Бойчук пошел на разведку первый, вернувшись, он решительно заявил:
— Завтра организуемо побиг, як пышеться у протоколах, — и засмеялся.
— Лады, — кивнул Чегодов. — Но как? Сам знаешь: подстрелят нас, как зайцев. Они шутить не любят. Это тебе не в королевской Румынии. Вряд ли получится!
— В нибо не пидскочешь, в землю не пробьешься. Туды высоко, туды глыбоко. Мать его так! Пъятныця — вдруге не трапыцця!
— Что ж, дай Боже! Рискнем…
Чегодов почти всю ночь не сомкнул глаз. Мучили сомнения: «Бежать из тюрьмы, связаться с уголовником и, конечно, уж навсегда — какое страшное слово! — распрощаться со своим прежним «я»? И зачем я сюда пришел? Впрочем, сам виноват, лучше бы сразу явиться в НКВД. Сослаться на Хованского… Эх, струсил! Полез в бутылку. Развел фанаберию!»
«Но теперь-то что делать? — спрашивал его другой голос. — Сидеть в тюрьме и все время опасаться, что какая-то сволочь сломает тебе шею? И вот эти грабители, воры и убийцы в отличие от тебя, «врага народа», — тоже люди! И попробуй такое свое положение объяснить тем, кто ничего не знает о Советской России, тем, кто был обманут, кто поверил раздутому авторитету липовых вожаков — Байдалакова, Георгиевского, Поремского или купающегося в ореоле славы разведчика, «побывавшего в Союзе», Околова. Но ведь сам Околов жил среди советских людей и «мутил» их, хотя знал, как и я сейчас, что Российский Океан еще не вошел в свои берега, что буря еще не улеглась, что люди мечтают о штиле и делают все, чтобы не мутить больше его воды. Как дети мать защищают они свое социалистическое Отечество».

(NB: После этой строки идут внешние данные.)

//! Jurisdictions, their incentive programs and electrification mandates

use serde::{Deserialize, Serialize};
use std::fmt;
use std::str::FromStr;

/// Supported jurisdictions in the DMV region
#[derive(Debug, Clone, Copy, PartialEq, Eq, Hash, PartialOrd, Ord, Serialize, Deserialize)]
pub enum Jurisdiction {
    #[serde(rename = "MD")]
    Maryland,
    #[serde(rename = "DC")]
    DistrictOfColumbia,
    #[serde(rename = "VA")]
    Virginia,
}

impl Jurisdiction {
    pub const ALL: [Jurisdiction; 3] = [
        Jurisdiction::Maryland,
        Jurisdiction::DistrictOfColumbia,
        Jurisdiction::Virginia,
    ];

    /// Resolve a jurisdiction from the numeric 3-digit zip prefix.
    ///
    /// Ranges are disjoint and checked in order: DC 200-205, MD 206-219,
    /// VA 220-246. Anything else is outside the service area.
    pub fn from_zip_prefix(prefix: u16) -> Option<Self> {
        match prefix {
            200..=205 => Some(Jurisdiction::DistrictOfColumbia),
            206..=219 => Some(Jurisdiction::Maryland),
            220..=246 => Some(Jurisdiction::Virginia),
            _ => None,
        }
    }

    /// Two-letter postal abbreviation
    pub fn abbreviation(&self) -> &'static str {
        match self {
            Jurisdiction::Maryland => "MD",
            Jurisdiction::DistrictOfColumbia => "DC",
            Jurisdiction::Virginia => "VA",
        }
    }

    /// Utility assumed when no territory claims the zip prefix
    pub fn default_utility_id(&self) -> &'static str {
        match self {
            Jurisdiction::Maryland => "bge",
            Jurisdiction::DistrictOfColumbia => "pepco-dc",
            Jurisdiction::Virginia => "dominion-va",
        }
    }
}

impl fmt::Display for Jurisdiction {
    fn fmt(&self, f: &mut fmt::Formatter<'_>) -> fmt::Result {
        f.write_str(self.abbreviation())
    }
}

impl FromStr for Jurisdiction {
    type Err = String;

    fn from_str(s: &str) -> Result<Self, Self::Err> {
        match s {
            "MD" => Ok(Jurisdiction::Maryland),
            "DC" => Ok(Jurisdiction::DistrictOfColumbia),
            "VA" => Ok(Jurisdiction::Virginia),
            other => Err(format!("Unknown jurisdiction: {}", other)),
        }
    }
}

/// A named incentive program offered within a jurisdiction
#[derive(Debug, Clone, Serialize)]
pub struct Program {
    pub id: String,
    pub name: String,
    pub description: String,
    pub website: String,
    /// Named dollar amounts (or coverage percentages for HEEHRA)
    pub amounts: Vec<(String, f64)>,
}

impl Program {
    fn new(id: &str, name: &str, description: &str, website: &str, amounts: &[(&str, f64)]) -> Self {
        Self {
            id: id.to_string(),
            name: name.to_string(),
            description: description.to_string(),
            website: website.to_string(),
            amounts: amounts.iter().map(|(k, v)| (k.to_string(), *v)).collect(),
        }
    }

    /// Look up one of the program's named amounts
    pub fn amount(&self, key: &str) -> Option<f64> {
        self.amounts.iter().find(|(k, _)| k == key).map(|(_, v)| *v)
    }
}

/// Regulatory deadline for zero-emission heating replacements
#[derive(Debug, Clone, Serialize)]
pub struct Mandate {
    pub name: String,
    /// Name used inside recommendation text
    pub short_name: String,
    pub target_year: i32,
    pub description: String,
    pub sales_target: String,
}

/// Projected increase in monthly utility bills
#[derive(Debug, Clone, Copy, Serialize)]
pub struct UtilityOutlook {
    pub monthly_increase_min: f64,
    pub monthly_increase_max: f64,
    pub start_year: i32,
    pub source: &'static str,
}

impl UtilityOutlook {
    /// Cumulative increase over `years` at the top of the projected range
    pub fn projected_increase(&self, years: u32) -> f64 {
        self.monthly_increase_max * 12.0 * years as f64
    }
}

/// Everything the calculator knows about one jurisdiction
#[derive(Debug, Clone, Serialize)]
pub struct JurisdictionProfile {
    pub jurisdiction: Jurisdiction,
    pub name: String,
    pub programs: Vec<Program>,
    pub mandate: Mandate,
    pub utility_outlook: UtilityOutlook,
}

impl JurisdictionProfile {
    pub fn abbreviation(&self) -> &'static str {
        self.jurisdiction.abbreviation()
    }

    pub fn program(&self, id: &str) -> Option<&Program> {
        self.programs.iter().find(|p| p.id == id)
    }

    /// Builtin profile for a jurisdiction
    pub fn builtin(jurisdiction: Jurisdiction) -> Self {
        match jurisdiction {
            Jurisdiction::Maryland => Self {
                jurisdiction,
                name: "Maryland".to_string(),
                programs: vec![
                    Program::new(
                        "mea-residential",
                        "Maryland Energy Administration (MEA)",
                        "State rebates for heat pump installation",
                        "https://energy.maryland.gov",
                        &[("low", 8000.0), ("moderate", 4000.0), ("middle", 2000.0), ("standard", 2000.0)],
                    ),
                    Program::new(
                        "empower-md",
                        "EmPOWER Maryland",
                        "Utility-sponsored efficiency incentives",
                        "https://empowermaryland.energy.gov",
                        &[("heatPump", 3000.0), ("hpwh", 1500.0), ("insulation", 2000.0)],
                    ),
                ],
                mandate: Mandate {
                    name: "ZEHES (Zero-Emission Heating Equipment Standard)".to_string(),
                    short_name: "ZEHES".to_string(),
                    target_year: 2029,
                    description: "End-of-life fossil heating replacements must be zero-emission".to_string(),
                    sales_target: "95% heat pump sales by 2030".to_string(),
                },
                utility_outlook: UtilityOutlook {
                    monthly_increase_min: 11.0,
                    monthly_increase_max: 18.0,
                    start_year: 2025,
                    source: "Maryland PSC projections",
                },
            },
            Jurisdiction::DistrictOfColumbia => Self {
                jurisdiction,
                name: "Washington DC".to_string(),
                programs: vec![Program::new(
                    "dcseu",
                    "DC Sustainable Energy Utility (DCSEU)",
                    "District rebates for electrification",
                    "https://www.dcseu.com",
                    &[("heatPumpMin", 250.0), ("heatPumpMax", 5000.0), ("panelUpgrade", 7200.0)],
                )],
                mandate: Mandate {
                    name: "Zero-Emission Buildings MOU".to_string(),
                    short_name: "Zero-Emission Buildings MOU".to_string(),
                    target_year: 2030,
                    description: "65% heat pump market share by 2030".to_string(),
                    sales_target: "65% heat pump market share".to_string(),
                },
                utility_outlook: UtilityOutlook {
                    monthly_increase_min: 12.0,
                    monthly_increase_max: 25.0,
                    start_year: 2025,
                    source: "DCSEU analysis",
                },
            },
            Jurisdiction::Virginia => Self {
                jurisdiction,
                name: "Virginia".to_string(),
                programs: vec![Program::new(
                    "heehra-va",
                    "HEEHRA Program",
                    "Home Electrification and Appliance Rebates",
                    "https://www.energy.virginia.gov",
                    &[("lowIncomeCoverage", 100.0), ("moderateCap", 4000.0), ("moderateCoverage", 50.0)],
                )],
                mandate: Mandate {
                    name: "Zero-Emission Buildings MOU".to_string(),
                    short_name: "Zero-Emission Buildings MOU".to_string(),
                    target_year: 2030,
                    description: "Regional commitment to 65% heat pump adoption".to_string(),
                    sales_target: "65% heat pump market share".to_string(),
                },
                utility_outlook: UtilityOutlook {
                    monthly_increase_min: 12.0,
                    monthly_increase_max: 25.0,
                    start_year: 2025,
                    source: "VA SCC projections",
                },
            },
        }
    }
}

/// Federal incentive programs (IRA)
#[derive(Debug, Clone, Serialize)]
pub struct FederalIncentives {
    pub ira_25c: FederalProgram,
    pub homes: FederalProgram,
    pub heehr: FederalProgram,
}

#[derive(Debug, Clone, Serialize)]
pub struct FederalProgram {
    pub name: String,
    pub description: String,
    pub max_amount: f64,
    pub requirements: String,
    pub expiration_year: Option<i32>,
}

impl Default for FederalIncentives {
    fn default() -> Self {
        Self {
            ira_25c: FederalProgram {
                name: "IRA 25C Tax Credit".to_string(),
                description: "Inflation Reduction Act heat pump tax credit".to_string(),
                max_amount: 2000.0,
                requirements: "Must meet ENERGY STAR Most Efficient criteria".to_string(),
                expiration_year: Some(2032),
            },
            homes: FederalProgram {
                name: "HOMES Rebate Program".to_string(),
                description: "Whole-home efficiency rebates".to_string(),
                max_amount: 8000.0,
                requirements: "Must achieve measured energy savings".to_string(),
                expiration_year: None,
            },
            heehr: FederalProgram {
                name: "HEEHR Rebates".to_string(),
                description: "High-Efficiency Electric Home Rebate".to_string(),
                max_amount: 14000.0,
                requirements: "Low and moderate income households".to_string(),
                expiration_year: None,
            },
        }
    }
}

#[cfg(test)]
mod tests {
    use super::*;

    #[test]
    fn test_zip_prefix_partition() {
        for prefix in 0..1000u16 {
            let expected = if (200..=205).contains(&prefix) {
                Some(Jurisdiction::DistrictOfColumbia)
            } else if (206..=219).contains(&prefix) {
                Some(Jurisdiction::Maryland)
            } else if (220..=246).contains(&prefix) {
                Some(Jurisdiction::Virginia)
            } else {
                None
            };
            assert_eq!(Jurisdiction::from_zip_prefix(prefix), expected, "prefix {}", prefix);
        }
    }

    #[test]
    fn test_range_boundaries() {
        assert_eq!(Jurisdiction::from_zip_prefix(199), None);
        assert_eq!(Jurisdiction::from_zip_prefix(205), Some(Jurisdiction::DistrictOfColumbia));
        assert_eq!(Jurisdiction::from_zip_prefix(206), Some(Jurisdiction::Maryland));
        assert_eq!(Jurisdiction::from_zip_prefix(219), Some(Jurisdiction::Maryland));
        assert_eq!(Jurisdiction::from_zip_prefix(220), Some(Jurisdiction::Virginia));
        assert_eq!(Jurisdiction::from_zip_prefix(246), Some(Jurisdiction::Virginia));
        assert_eq!(Jurisdiction::from_zip_prefix(247), None);
    }

    #[test]
    fn test_builtin_profiles() {
        let md = JurisdictionProfile::builtin(Jurisdiction::Maryland);
        assert_eq!(md.mandate.target_year, 2029);
        assert_eq!(md.program("mea-residential").and_then(|p| p.amount("low")), Some(8000.0));

        let dc = JurisdictionProfile::builtin(Jurisdiction::DistrictOfColumbia);
        assert_eq!(dc.name, "Washington DC");
        assert_eq!(dc.utility_outlook.projected_increase(5), 1500.0);
    }
}
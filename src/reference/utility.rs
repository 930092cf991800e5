//! Electric utility service territories

use super::jurisdiction::Jurisdiction;
use serde::Serialize;

/// Jurisdiction-specific efficiency programs a utility may take part in
#[derive(Debug, Clone, Copy, Default, PartialEq, Eq, Serialize)]
pub struct ProgramParticipation {
    pub empower: bool,
    pub dcseu: bool,
    pub heehra: bool,
}

/// An electric utility service area
#[derive(Debug, Clone, PartialEq, Serialize)]
pub struct UtilityTerritory {
    pub id: String,
    pub name: String,
    pub abbreviation: String,
    pub jurisdiction: Jurisdiction,
    /// 3-digit zip prefixes claimed by the territory
    pub zip_prefixes: Vec<String>,
    pub participation: ProgramParticipation,
}

impl UtilityTerritory {
    /// Whether the territory claims a 3-digit zip prefix.
    ///
    /// Matches on the exact prefix, or loosely on the first two digits of any
    /// registered prefix. The loose rule lets neighbouring territories claim the
    /// same zips, so table order decides the winner.
    pub fn claims(&self, prefix: &str) -> bool {
        self.zip_prefixes.iter().any(|p| {
            p == prefix
                || match (p.get(..2), prefix.get(..2)) {
                    (Some(a), Some(b)) => a == b,
                    _ => false,
                }
        })
    }
}

fn territory(
    id: &str,
    name: &str,
    abbreviation: &str,
    jurisdiction: Jurisdiction,
    prefixes: &[&str],
    participation: ProgramParticipation,
) -> UtilityTerritory {
    UtilityTerritory {
        id: id.to_string(),
        name: name.to_string(),
        abbreviation: abbreviation.to_string(),
        jurisdiction,
        zip_prefixes: prefixes.iter().map(|p| p.to_string()).collect(),
        participation,
    }
}

/// Ordered utility territory table
#[derive(Debug, Clone)]
pub struct UtilityTable {
    territories: Vec<UtilityTerritory>,
}

impl UtilityTable {
    pub fn new(territories: Vec<UtilityTerritory>) -> Self {
        Self { territories }
    }

    /// Builtin DMV territories in declaration order
    pub fn builtin() -> Self {
        let empower = ProgramParticipation { empower: true, ..Default::default() };
        let dcseu = ProgramParticipation { dcseu: true, ..Default::default() };
        let heehra = ProgramParticipation { heehra: true, ..Default::default() };

        Self::new(vec![
            // Maryland
            territory("bge", "Baltimore Gas & Electric", "BGE", Jurisdiction::Maryland, &["210", "211", "212"], empower),
            territory("pepco-md", "Pepco (Maryland)", "Pepco", Jurisdiction::Maryland, &["207", "208", "209"], empower),
            territory("smeco", "SMECO", "SMECO", Jurisdiction::Maryland, &["206", "254", "256"], empower),
            territory("potomac-edison", "Potomac Edison", "PE", Jurisdiction::Maryland, &["217", "218", "219"], empower),
            // DC
            territory("pepco-dc", "Pepco (DC)", "Pepco", Jurisdiction::DistrictOfColumbia, &["200", "202", "203", "204", "205"], dcseu),
            // Virginia
            territory("dominion-va", "Dominion Energy Virginia", "Dominion", Jurisdiction::Virginia, &["220", "221", "222", "223", "224"], heehra),
            territory("nova-electric", "NOVEC", "NOVEC", Jurisdiction::Virginia, &["201", "220"], heehra),
        ])
    }

    pub fn iter(&self) -> impl Iterator<Item = &UtilityTerritory> {
        self.territories.iter()
    }

    pub fn len(&self) -> usize {
        self.territories.len()
    }

    pub fn is_empty(&self) -> bool {
        self.territories.is_empty()
    }

    pub fn get(&self, id: &str) -> Option<&UtilityTerritory> {
        self.territories.iter().find(|t| t.id == id)
    }

    /// Territories claiming the prefix, in declaration order
    pub fn claimants<'a, 'p>(&'a self, prefix: &'p str) -> impl Iterator<Item = &'a UtilityTerritory> + use<'a, 'p> {
        self.territories.iter().filter(move |t| t.claims(prefix))
    }

    /// First territory, in declaration order, that claims the prefix
    pub fn first_claiming(&self, prefix: &str) -> Option<&UtilityTerritory> {
        self.claimants(prefix).next()
    }

    /// Number of territories claiming the prefix
    pub fn claim_count(&self, prefix: &str) -> usize {
        self.claimants(prefix).count()
    }
}

impl Default for UtilityTable {
    fn default() -> Self {
        Self::builtin()
    }
}

#[cfg(test)]
mod tests {
    use super::*;

    #[test]
    fn test_exact_and_loose_claims() {
        let table = UtilityTable::builtin();
        let bge = table.get("bge").unwrap();

        assert!(bge.claims("212"));
        // Loose match on the first two digits
        assert!(bge.claims("215"));
        assert!(!bge.claims("220"));
    }

    #[test]
    fn test_declaration_order_wins() {
        let table = UtilityTable::builtin();

        assert_eq!(table.first_claiming("212").unwrap().id, "bge");
        // Pepco MD's 207 loosely claims the whole 20x block ahead of Pepco DC
        assert_eq!(table.first_claiming("200").unwrap().id, "pepco-md");
        // Dominion is declared before NOVEC, both claim 220
        assert_eq!(table.first_claiming("220").unwrap().id, "dominion-va");
        assert!(table.claim_count("220") > 1);
    }

    #[test]
    fn test_unclaimed_prefix() {
        let table = UtilityTable::builtin();
        assert!(table.first_claiming("000").is_none());
        assert!(table.first_claiming("230").is_none());
        assert_eq!(table.claim_count("000"), 0);
    }
}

«А не слишком ли мы были самонадеянны? Советское — значит хорошее. Мы самые сильные, — горестно ехидничал в Олеге третий голос. — Неужели таков наш русский человек (как говорит черт Ивану Карамазову), без санкции и смошенничать не решится, до того уж. истину возлюбил».
«Тебе, Олег, недостает карамазовского черта, впрочем, ты завел беседу с двумя внутренними чертями — чегодовскими! Здраво рассуждая, у тебя не хватило воли приобщиться к новой жизни, ты хотел отречься от прошлого, переступить… и остался стоять на пороге. А ведь тюремная жизнь — смерти подобна, лучше уж умереть!»
Потом пришли на ум слова Хованского:
«Помни, — говорил Алексей на прощание, — тебя, Олег, не встретят там как блудного сына и не заколют для тебя откормленного тельца, «хотя ты и был мертв, и ожил; пропадал, и нашелся», тебе самому придется пойти в нашу большую трудовую и суровую семью. Помни, там диктатура пролетариата! Там тебе не позволят, как здесь, поносить и хаять строй, рассуждать о том и о сем, не позволят… Многое не позволят. Но зато не наденут, как собаке, намордник — лай себе на здоровье, — намордник лимитированной безработицы и не лишат тебя пищи и крова. Там ты не почувствуешь себя парией, оторванным, одиноким. Со своим народом будешь обязательно работать. Дадут какое ни на есть жилье, будут тебя лечить, когда заболеешь, учить твоих детей и думать о твоем росте».